Was Kinder Morgan to face this, all on its own, while the federal government joyfully continued to waltz off with massive delegations to climate conferences, there to proclaim the evils of oil and carbon emissions and deplore those fiendish energy companies that kept insisting on supplying the world with the oil and gas the world depends on?
So Kinder Morgan hadn’t issued an “ultimatum.” Rather, it had declared instead a necessary “time out” to weigh this one question: Is it going to be much more of the same?
Unfortunately, we never got to hear the results of Kinder Morgan’s meditation. Because two days before the 31st the Liberal government stepped in to say it was buying the pipeline from the company. But no genius is required to deduce the conclusion the company had come to. It looked back at what it had already gone through, and looked ahead and saw vividly and to its horror it was only going to get worse.
That the pipeline was going to be the target of massive and relentless eco-protest with all the theatrics and potential confrontation that implies, and that the entire burden of dealing with the propaganda war to be waged against the pipeline would be left entirely for the company to carry. That the Al Gores, David Suzukis, Elizabeth Mays, Neil Youngs, Leonardo DiCaprios, Jane Fondas, Bill Nyes and McKibbens, Naomi Kleins, Andrew Weavers, John Horgans and (now) Jagmeet Singhs, Greenpeace, Sierra, Tides and Rockefeller Foundation, every self-appointed and furiously righteous Alberta-is-killing-the-planet doomsday evangelist would be loosed in war against it and the pipeline. Was Kinder Morgan going to stay for that?
It wasn’t going to walk away from the project. It was going to flee for its life. Meantime the Liberals, having by one means or another reduced the entire capacity for Alberta to take its oil to markets other than the U.S. to one, and only one, pipeline, could not be seen to have that last one go, too. Straight-up revolt in Alberta, and establishing Canada as a pariah in the world’s capital markets, would be only two of the consequences that would ensue.

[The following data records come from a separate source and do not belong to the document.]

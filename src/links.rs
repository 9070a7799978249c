//! The `Episode<N>.links` file format: one cited episode number per line.
//! Blank lines and lines starting with `#` are ignored when reading.

use crate::error::{PipelineError, Result};
use std::collections::BTreeSet;
use std::path::Path;

/// Parse links file content into the set of cited episode numbers.
pub fn parse_links(content: &str) -> std::result::Result<BTreeSet<u32>, String> {
    let mut cited = BTreeSet::new();
    for (idx, line) in content.lines().enumerate() {
        let trimmed = line.trim();
        if trimmed.is_empty() || line.starts_with('#') {
            continue;
        }
        let number = trimmed
            .parse::<u32>()
            .map_err(|e| format!("line {}: {:?} is not an episode number ({})", idx + 1, trimmed, e))?;
        cited.insert(number);
    }
    Ok(cited)
}

/// Render cited numbers ascending, one per line, each newline-terminated.
pub fn render_links(cited: &BTreeSet<u32>) -> String {
    let mut out = String::with_capacity(cited.len() * 4);
    for number in cited {
        out.push_str(&number.to_string());
        out.push('\n');
    }
    out
}

/// Read and parse a links file. Unreadable or malformed files are invalid artifacts.
pub fn read_links_file(path: &Path) -> Result<BTreeSet<u32>> {
    let content = std::fs::read_to_string(path)
        .map_err(|e| PipelineError::invalid_artifact(path, format!("unreadable links file: {}", e)))?;
    parse_links(&content).map_err(|reason| PipelineError::invalid_artifact(path, reason))
}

That the pipeline will actually be built … is an entirely separate issue
And so the government, under pressure, in political desperation, stitched together a princely Hudson’s Bay blanket of four and a half billion of our finest Canadian dollars to avoid the full storm that would have erupted on the 31st if Kinder Morgan were to say to Canada and the world what surely it would have said: that it had had enough! That Canada was the worst place in the world for oil and gas projects. That permits granted there were really useless. That the Canadian government — its prime minister had actually said so — would shut down the entire oil and gas industry tomorrow if it could. And that it only supported it to the degree, and reluctantly, that it absolutely had to. And finally, and without question, that the Canadian government was the most feeble and ambiguous partner any energy project could ever dread to see.
This is how and why we have got to where we are, that our climate-change government is in the pipeline-building business. That the pipeline will actually be built, that anything fundamental about the contest over whether it can be built, has changed, at all, is an entirely separate issue. I would argue that this “national project” is just as tentative as it ever has been. The storm has yet to begin.